▶ **Exercise prompt**:
Up to and including the line with "pub struct DisconnectClientUseCase", please set down the entries below exactly, starting from the first line.

*** Opening Data extract ***

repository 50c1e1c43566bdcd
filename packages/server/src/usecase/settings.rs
//! ユースケースの設定値

use std::time::Duration;

/// 参加時に送る履歴の既定件数
pub const DEFAULT_HISTORY_LIMIT: usize = 20;

/// メッセージストア操作の既定の制限時間
pub const DEFAULT_STORE_TIMEOUT: Duration = Duration::from_secs(5);

#[derive(Debug, Clone, Copy, PartialEq, Eq)]
pub struct ChatSettings {
    /// 参加時に本人へ送る直近のメッセージ数
    pub history_limit: usize,
    /// メッセージストアの 1 操作あたりの制限時間（超過は `PersistenceError::Timeout`）
    pub store_timeout: Duration,
}

impl Default for ChatSettings {
    fn default() -> Self {
        Self {
            history_limit: DEFAULT_HISTORY_LIMIT,
            store_timeout: DEFAULT_STORE_TIMEOUT,
        }
    }
}
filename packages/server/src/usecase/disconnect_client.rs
//! UseCase: クライアント切断処理
//!
//! 切断したクライアントは通知対象から外れます。表示名を設定済みだった場合だけ、
//! 残りの全員に `user-left` とオンライン一覧を通知します。
//! 削除から `update-users` の送信までは参加処理と同じ `PresenceLock` の下で行います。

use std::sync::Arc;

use crate::domain::{ChatEvent, ConnectionState, MessagePusher, PresenceRegistry, Username};

use super::{
    audience::{PresenceLock, everyone},
    session::ChatSession,
};

/// クライアント切断のユースケース
pub struct DisconnectClientUseCase {
    presence: Arc<dyn PresenceRegistry>,
    message_pusher: Arc<dyn MessagePusher>,
    presence_lock: PresenceLock,
}

impl DisconnectClientUseCase {
    pub fn new(
        presence: Arc<dyn PresenceRegistry>,
        message_pusher: Arc<dyn MessagePusher>,
        presence_lock: PresenceLock,
    ) -> Self {
        Self {
            presence,
            message_pusher,
            presence_lock,
        }
    }

    /// 切断を実行
    ///
    /// # Returns
    ///
    /// 参加済みだった場合はその表示名。参加前の切断や 2 回目の切断では `None`。
    pub async fn execute(&self, session: &mut ChatSession) -> Option<Username> {
        if session.state.is_disconnected() {
            return None;
        }
        session.state = ConnectionState::Disconnected;

        let _presence_guard = self.presence_lock.acquire().await;

        // 1. 送信チャンネルと PresenceRegistry から削除
        self.message_pusher.unregister_client(&session.id).await;
        let username = self.presence.unregister(&session.id).await?;
        tracing::info!("'{}' left (connection '{}')", username, session.id);

        // 2. 残りの全員に退出とオンライン一覧を通知
        let targets = everyone(&*self.message_pusher).await;
        if let Err(e) = self
            .message_pusher
            .broadcast(targets, &ChatEvent::left(username.clone()))
            .await
        {
            tracing::warn!("Failed to broadcast user-left: {}", e);
        }

        let online = self.presence.snapshot().await;
        let targets = everyone(&*self.message_pusher).await;
        if let Err(e) = self
            .message_pusher
            .broadcast(targets, &ChatEvent::PresenceUpdated(online))
            .await
        {
            tracing::warn!("Failed to broadcast update-users: {}", e);
        }

        Some(username)
    }
}

#[cfg(test)]
mod tests {
    use super::*;
    use crate::{
        domain::validate_name,
        infrastructure::repository::InMemoryPresenceRegistry,
        usecase::test_support::{TestClient, connect, create_test_message_pusher},
    };

    async fn join(
        presence: &InMemoryPresenceRegistry,
        client: &mut TestClient,
        first: &str,
        last: &str,
    ) {
        let username = validate_name(Some(first), Some(last)).unwrap();
        presence.register(client.session.id, username.clone()).await;
        client.session.state = ConnectionState::Joined { username };
    }

    #[tokio::test]
    async fn test_disconnect_after_join_notifies_remaining_clients() {
        // テスト項目: 参加済みの切断で、残りの全員に user-left が 1 回ずつ届き、一覧から消える
        // given (前提条件):
        let presence = Arc::new(InMemoryPresenceRegistry::new());
        let pusher = create_test_message_pusher();
        let usecase =
            DisconnectClientUseCase::new(presence.clone(), pusher.clone(), PresenceLock::new());
        let mut ann = connect(&pusher).await;
        join(&presence, &mut ann, "Ann", "Lee").await;
        let mut bob = connect(&pusher).await;
        join(&presence, &mut bob, "Bob", "Ray").await;
        let mut lurker = connect(&pusher).await;

        // when (操作):
        let left = usecase.execute(&mut ann.session).await;

        // then (期待する結果):
        assert_eq!(left.map(Username::into_string), Some("Ann Lee".to_string()));
        assert_eq!(ann.session.state, ConnectionState::Disconnected);
        assert!(ann.drain().is_empty());

        let online: Vec<String> = presence
            .snapshot()
            .await
            .into_iter()
            .map(Username::into_string)
            .collect();
        assert_eq!(online, vec!["Bob Ray"]);

        for client in [&mut bob, &mut lurker] {
            let frames = client.drain();
            assert_eq!(frames.len(), 2);
            assert_eq!(frames[0]["event"], "user-left");
            assert_eq!(frames[0]["data"]["username"], "Ann Lee");
            assert_eq!(frames[0]["data"]["message"], "Ann Lee left");
            assert_eq!(frames[1]["event"], "update-users");
            assert_eq!(frames[1]["data"], serde_json::json!(["Bob Ray"]));
        }
    }

    #[tokio::test]
    async fn test_disconnect_before_join_is_silent() {
        // テスト項目: 参加前の切断では誰にも通知されない
        // given (前提条件):
        let presence = Arc::new(InMemoryPresenceRegistry::new());
        let pusher = create_test_message_pusher();
        let usecase =
            DisconnectClientUseCase::new(presence.clone(), pusher.clone(), PresenceLock::new());
        let mut ann = connect(&pusher).await;
        let mut bob = connect(&pusher).await;

        // when (操作):
        let left = usecase.execute(&mut ann.session).await;

        // then (期待する結果):
        assert_eq!(left, None);
        assert_eq!(ann.session.state, ConnectionState::Disconnected);
        assert!(bob.drain().is_empty());
        assert_eq!(pusher.connected_clients().await, vec![bob.session.id]);
    }

    #[tokio::test]
    async fn test_second_disconnect_is_noop() {
        // テスト項目: 切断済みのセッションを再度切断しても何も起きない
        // given (前提条件):
        let presence = Arc::new(InMemoryPresenceRegistry::new());
        let pusher = create_test_message_pusher();
        let usecase =
            DisconnectClientUseCase::new(presence.clone(), pusher.clone(), PresenceLock::new());
        let mut ann = connect(&pusher).await;
        join(&presence, &mut ann, "Ann", "Lee").await;
        let mut bob = connect(&pusher).await;
        usecase.execute(&mut ann.session).await;
        bob.drain();

        // when (操作):
        let left = usecase.execute(&mut ann.session).await;

        // then (期待する結果):
        assert_eq!(left, None);
        assert!(bob.drain().is_empty());
    }
}
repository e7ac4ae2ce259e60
pub mod error;
pub mod local;
pub mod retrieval;
pub mod secrets;
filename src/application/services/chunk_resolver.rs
use std::{num::NonZeroU64, sync::Arc};

use tracing::{debug, error, warn};

use crate::{
    application::{error::ApplicationError, services::StorageBackend},
    domain::models::file::{ChunkRequest, ChunkResult, FileReference},
};

/// Byte range to read for one chunk request.
#[derive(Debug, Clone, Copy, PartialEq, Eq)]
pub struct ChunkRange {
    pub offset: u64,
    pub length: u64,
    pub is_last_chunk: bool,
}

impl ChunkRange {
    /// Fails when the offset is past the end of the file. An offset equal
    /// to the size yields an empty, final range.
    pub fn compute(request: ChunkRequest, total_size: u64) -> Result<Self, ApplicationError> {
        if request.offset > total_size {
            return Err(ApplicationError::InvalidOffset {
                offset: request.offset,
                total_size,
            });
        }

        let length = request.chunk_size.min(total_size - request.offset);

        Ok(Self {
            offset: request.offset,
            length,
            is_last_chunk: request.offset + length >= total_size,
        })
    }

    pub fn end(&self) -> u64 {
        self.offset + self.length
    }
}

pub struct ChunkResolver {
    backend: Arc<dyn StorageBackend>,
    chunk_size: NonZeroU64,
}

impl ChunkResolver {
    pub fn new(backend: Arc<dyn StorageBackend>, chunk_size: NonZeroU64) -> Self {
        Self {
            backend,
            chunk_size,
        }
    }

    pub fn provider(&self) -> &'static str {
        self.backend.provider()
    }

    pub async fn resolve(
        &self,
        reference: &FileReference,
        offset: u64,
    ) -> Result<ChunkResult, ApplicationError> {
        let key = reference.storage_key();

        let total_size = self.backend.size(&key).await?;

        let request = ChunkRequest {
            offset,
            chunk_size: self.chunk_size.get(),
        };
        let range = ChunkRange::compute(request, total_size).inspect_err(|_| {
            warn!(
                "Offset {} out of range for {:?} ({} bytes)",
                offset, key, total_size
            );
        })?;

        let bytes = self
            .backend
            .read_range(&key, range.offset, range.length)
            .await?;

        if bytes.len() as u64 != range.length {
            error!(
                "Backend {} returned {} bytes for {:?} range {}..{}",
                self.backend.provider(),
                bytes.len(),
                key,
                range.offset,
                range.end()
            );
            return Err(ApplicationError::StorageUnavailable(format!(
                "short read on {}: expected {} bytes, got {}",
                key,
                range.length,
                bytes.len()
            )));
        }

        debug!(
            category = reference.category(),
            name = reference.name(),
            "Served bytes {}..{} of {} (last: {})",
            range.offset,
            range.end(),
            total_size,
            range.is_last_chunk
        );

        Ok(ChunkResult {
            bytes,
            total_size,
            is_last_chunk: range.is_last_chunk,
        })
    }
}
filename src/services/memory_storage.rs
use std::{
    collections::HashMap,
    sync::atomic::{AtomicUsize, Ordering},
};

use async_trait::async_trait;
use bytes::Bytes;

use crate::{
    application::{error::ApplicationError, services::StorageBackend},
    services::error::StorageError,
};

/// Fixed set of objects held in memory, with call counters for assertions.
#[derive(Default)]
pub struct InMemoryStorageBackend {
    objects: HashMap<String, Bytes>,
    fail_reads: bool,
    truncate_reads: bool,
    size_calls: AtomicUsize,
    read_calls: AtomicUsize,
}

impl InMemoryStorageBackend {
    pub fn new() -> Self {
        Self::default()
    }

    pub fn with_object(mut self, key: &str, data: impl Into<Bytes>) -> Self {
        self.objects.insert(key.to_string(), data.into());
        self
    }

    pub fn failing_reads(mut self) -> Self {
        self.fail_reads = true;
        self
    }

    /// Range reads return one byte less than requested.
    pub fn truncating_reads(mut self) -> Self {
        self.truncate_reads = true;
        self
    }

    pub fn size_calls(&self) -> usize {
        self.size_calls.load(Ordering::SeqCst)
    }

    pub fn read_calls(&self) -> usize {
        self.read_calls.load(Ordering::SeqCst)
    }

    fn object(&self, key: &str) -> Result<&Bytes, StorageError> {
        self.objects
            .get(key)
            .ok_or_else(|| StorageError::NotFound(key.to_string()))
    }
}

#[async_trait]
impl StorageBackend for InMemoryStorageBackend {
    fn provider(&self) -> &'static str {
        "memory"
    }

    async fn size(&self, key: &str) -> Result<u64, ApplicationError> {
        self.size_calls.fetch_add(1, Ordering::SeqCst);
        Ok(self.object(key)?.len() as u64)
    }

    async fn read_range(
        &self,
        key: &str,
        offset: u64,
        length: u64,
    ) -> Result<Bytes, ApplicationError> {
        self.read_calls.fetch_add(1, Ordering::SeqCst);
        if self.fail_reads {
            return Err(StorageError::Io("simulated read failure".to_string()).into());
        }

        let object = self.object(key)?;
        let start = offset as usize;
        let mut end = (offset + length) as usize;
        if end > object.len() {
            return Err(StorageError::Io(format!("range past end of {}", key)).into());
        }
        if self.truncate_reads && end > start {
            end -= 1;
        }
        Ok(object.slice(start..end))
    }
}
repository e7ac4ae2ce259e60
pub mod file;
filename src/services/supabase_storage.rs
use async_trait::async_trait;
use bytes::Bytes;
use reqwest::{header, Client, RequestBuilder, StatusCode, Url};

use crate::{
    application::{error::ApplicationError, services::StorageBackend},
    domain::config::secrets::SupabaseSecrets,
    services::error::StorageError,
};

pub struct SupabaseStorageBackend {
    client: Client,
    storage_url: Url,
    api_key: String,
    bucket_name: String,
}

impl SupabaseStorageBackend {
    pub fn new(secrets: SupabaseSecrets) -> Result<Self, StorageError> {
        let storage_url = Url::parse(&secrets.storage_url).map_err(|e| {
            StorageError::InvalidCredentials(format!("Invalid Supabase storage URL: {}", e))
        })?;
        if storage_url.cannot_be_a_base() {
            return Err(StorageError::InvalidCredentials(format!(
                "Supabase storage URL {} cannot carry object paths",
                storage_url
            )));
        }

        Ok(Self {
            client: Client::new(),
            storage_url,
            api_key: secrets.api_key,
            bucket_name: secrets.bucket_name,
        })
    }

    /// Each key segment is percent-encoded on its own, so no part of a key
    /// can add segments, a query or a fragment to the request.
    fn object_url(&self, key: &str) -> Result<Url, StorageError> {
        let mut url = self.storage_url.clone();
        url.path_segments_mut()
            .map_err(|_| {
                StorageError::InternalError(format!("Cannot build object URL for {}", key))
            })?
            .pop_if_empty()
            .push("object")
            .push(&self.bucket_name)
            .extend(key.split('/'));
        Ok(url)
    }

    fn authorized(&self, request: RequestBuilder) -> RequestBuilder {
        request
            .header("Authorization", format!("Bearer {}", self.api_key))
            .header("apikey", &self.api_key)
    }
}

/// Inclusive HTTP range header value for `[offset, offset + length)`.
fn range_header(offset: u64, length: u64) -> String {
    format!("bytes={}-{}", offset, offset + length - 1)
}

#[async_trait]
impl StorageBackend for SupabaseStorageBackend {
    fn provider(&self) -> &'static str {
        "supabase"
    }

    async fn size(&self, key: &str) -> Result<u64, ApplicationError> {
        let response = self
            .authorized(self.client.head(self.object_url(key)?))
            .send()
            .await
            .map_err(StorageError::from)?;

        if response.status() == StatusCode::NOT_FOUND {
            return Err(StorageError::NotFound(key.to_string()).into());
        }

        if !response.status().is_success() {
            return Err(StorageError::ProviderError(format!(
                "Size query failed with status: {}",
                response.status()
            ))
            .into());
        }

        let content_length = response
            .headers()
            .get(header::CONTENT_LENGTH)
            .and_then(|v| v.to_str().ok())
            .and_then(|s| s.parse::<u64>().ok())
            .ok_or_else(|| {
                StorageError::ProviderError(format!("No content length reported for {}", key))
            })?;

        Ok(content_length)
    }

    async fn read_range(
        &self,
        key: &str,
        offset: u64,
        length: u64,
    ) -> Result<Bytes, ApplicationError> {
        if length == 0 {
            return Ok(Bytes::new());
        }

        let response = self
            .authorized(self.client.get(self.object_url(key)?))
            .header(header::RANGE, range_header(offset, length))
            .send()
            .await
            .map_err(StorageError::from)?;

        let status = response.status();
        if status == StatusCode::NOT_FOUND {
            return Err(StorageError::NotFound(key.to_string()).into());
        }

        if !status.is_success() {
            return Err(StorageError::ProviderError(format!(
                "Range read failed with status: {}",
                status
            ))
            .into());
        }

        let bytes = response
            .bytes()
            .await
            .map_err(|e| StorageError::NetworkError(e.to_string()))?;

        if status == StatusCode::PARTIAL_CONTENT {
            return Ok(bytes);
        }

        // Range ignored: the whole object came back.
        Ok(slice_full_body(key, bytes, offset, length)?)
    }
}

fn slice_full_body(
    key: &str,
    body: Bytes,
    offset: u64,
    length: u64,
) -> Result<Bytes, StorageError> {
    let end = offset
        .checked_add(length)
        .and_then(|end| usize::try_from(end).ok())
        .ok_or_else(|| {
            StorageError::ProviderError(format!(
                "{} bytes at offset {} of {} do not fit in memory",
                length, offset, key
            ))
        })?;
    // offset <= end, so it fits too.
    let start = usize::try_from(offset).unwrap_or(end);

    if body.len() < end {
        return Err(StorageError::ProviderError(format!(
            "Object {} shorter than requested range",
            key
        )));
    }
    Ok(body.slice(start..end))
}
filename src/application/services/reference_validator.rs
use std::{collections::BTreeSet, fmt};

use tracing::warn;

use crate::{application::error::ApplicationError, domain::models::file::FileReference};

/// Field separator in the storage addressing scheme.
pub const RESERVED_DELIMITER: char = ',';

const PARENT_DIR_MARKER: &str = "..";

/// Characters that change meaning once a key is placed in a path or URL.
const FORBIDDEN_CHARS: &[char] = &['\\', '\0', '%', '?', '#'];

#[derive(Debug, Clone, Copy, PartialEq, Eq)]
pub enum ReferenceField {
    Category,
    Name,
}

impl fmt::Display for ReferenceField {
    fn fmt(&self, f: &mut fmt::Formatter<'_>) -> fmt::Result {
        match self {
            ReferenceField::Category => f.write_str("category"),
            ReferenceField::Name => f.write_str("name"),
        }
    }
}

/// Checks untrusted category/name pairs before anything touches storage.
#[derive(Debug, Clone)]
pub struct ReferenceValidator {
    categories: BTreeSet<String>,
}

impl ReferenceValidator {
    pub fn new(categories: BTreeSet<String>) -> Self {
        Self { categories }
    }

    pub fn validate(
        &self,
        category: Option<&str>,
        name: Option<&str>,
    ) -> Result<FileReference, ApplicationError> {
        let category = require(ReferenceField::Category, category)?;
        let name = require(ReferenceField::Name, name)?;

        check_segment(ReferenceField::Category, category)?;
        check_segment(ReferenceField::Name, name)?;

        if name.contains('/') {
            return Err(reject(ReferenceField::Name, name, "contains a path separator"));
        }

        if !self.categories.contains(category) {
            return Err(reject(
                ReferenceField::Category,
                category,
                "is not an allowed category",
            ));
        }

        Ok(FileReference::new(category, name))
    }
}

fn require(field: ReferenceField, value: Option<&str>) -> Result<&str, ApplicationError> {
    value.ok_or_else(|| {
        warn!("Rejected file reference: missing {}", field);
        ApplicationError::InvalidReference(format!("missing {}", field))
    })
}

/// Rules shared by every untrusted reference field.
pub fn check_segment(field: ReferenceField, value: &str) -> Result<(), ApplicationError> {
    if value.is_empty() {
        return Err(reject(field, value, "is empty"));
    }
    if value.contains(PARENT_DIR_MARKER) {
        return Err(reject(field, value, "contains a parent directory marker"));
    }
    if value.contains(RESERVED_DELIMITER) {
        return Err(reject(field, value, "contains the reserved delimiter"));
    }
    if value.contains(FORBIDDEN_CHARS) {
        return Err(reject(field, value, "contains a forbidden character"));
    }
    if value.starts_with('/') || value.ends_with('/') {
        return Err(reject(field, value, "has a leading or trailing separator"));
    }
    Ok(())
}

fn reject(field: ReferenceField, value: &str, reason: &str) -> ApplicationError {
    warn!("Rejected file reference: {} {:?} {}", field, value, reason);
    ApplicationError::InvalidReference(format!("{} {}", field, reason))
}
use std::{collections::BTreeSet, num::NonZeroU64};

/// Bytes returned per chunk request: 512 KiB.
pub const DEFAULT_CHUNK_SIZE: NonZeroU64 = match NonZeroU64::new(512 * 1024) {
    Some(size) => size,
    None => panic!("chunk size must be non-zero"),
};

/// Storage categories clients may read from. Extending this list requires a redeploy.
pub const DEFAULT_CATEGORIES: [&str; 3] = ["posts/videos", "posts/files", "comments/files"];

/// Immutable settings for the retrieval service.
#[derive(Debug, Clone, PartialEq, Eq)]
pub struct RetrievalConfig {
    categories: BTreeSet<String>,
    chunk_size: NonZeroU64,
}

impl RetrievalConfig {
    pub fn new<I, S>(categories: I, chunk_size: NonZeroU64) -> Self
    where
        I: IntoIterator<Item = S>,
        S: Into<String>,
    {
        Self {
            categories: categories.into_iter().map(Into::into).collect(),
            chunk_size,
        }
    }

    pub fn categories(&self) -> &BTreeSet<String> {
        &self.categories
    }

    pub fn chunk_size(&self) -> NonZeroU64 {
        self.chunk_size
    }
}

impl Default for RetrievalConfig {
    fn default() -> Self {
        Self::new(DEFAULT_CATEGORIES, DEFAULT_CHUNK_SIZE)
    }
}
mod chunk_resolver;
mod download_cursor;
mod reference_validator;
mod retrieval_service;
mod storage_backend;

pub use chunk_resolver::{ChunkRange, ChunkResolver};
pub use download_cursor::DownloadCursor;
pub use reference_validator::{
    check_segment, ReferenceField, ReferenceValidator, RESERVED_DELIMITER,
};
pub use retrieval_service::RetrievalService;
pub use storage_backend::StorageBackend;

*** Closing Data extract ***

▶ **Answer to the problem**:
repository 50c1e1c43566bdcd
filename packages/server/src/usecase/settings.rs
//! ユースケースの設定値

use std::time::Duration;

/// 参加時に送る履歴の既定件数
pub const DEFAULT_HISTORY_LIMIT: usize = 20;

/// メッセージストア操作の既定の制限時間
pub const DEFAULT_STORE_TIMEOUT: Duration = Duration::from_secs(5);

#[derive(Debug, Clone, Copy, PartialEq, Eq)]
pub struct ChatSettings {
    /// 参加時に本人へ送る直近のメッセージ数
    pub history_limit: usize,
    /// メッセージストアの 1 操作あたりの制限時間（超過は `PersistenceError::Timeout`）
    pub store_timeout: Duration,
}

impl Default for ChatSettings {
    fn default() -> Self {
        Self {
            history_limit: DEFAULT_HISTORY_LIMIT,
            store_timeout: DEFAULT_STORE_TIMEOUT,
        }
    }
}
filename packages/server/src/usecase/disconnect_client.rs
//! UseCase: クライアント切断処理
//!
//! 切断したクライアントは通知対象から外れます。表示名を設定済みだった場合だけ、
//! 残りの全員に `user-left` とオンライン一覧を通知します。
//! 削除から `update-users` の送信までは参加処理と同じ `PresenceLock` の下で行います。

use std::sync::Arc;

use crate::domain::{ChatEvent, ConnectionState, MessagePusher, PresenceRegistry, Username};

use super::{
    audience::{PresenceLock, everyone},
    session::ChatSession,
};

/// クライアント切断のユースケース
pub struct DisconnectClientUseCase {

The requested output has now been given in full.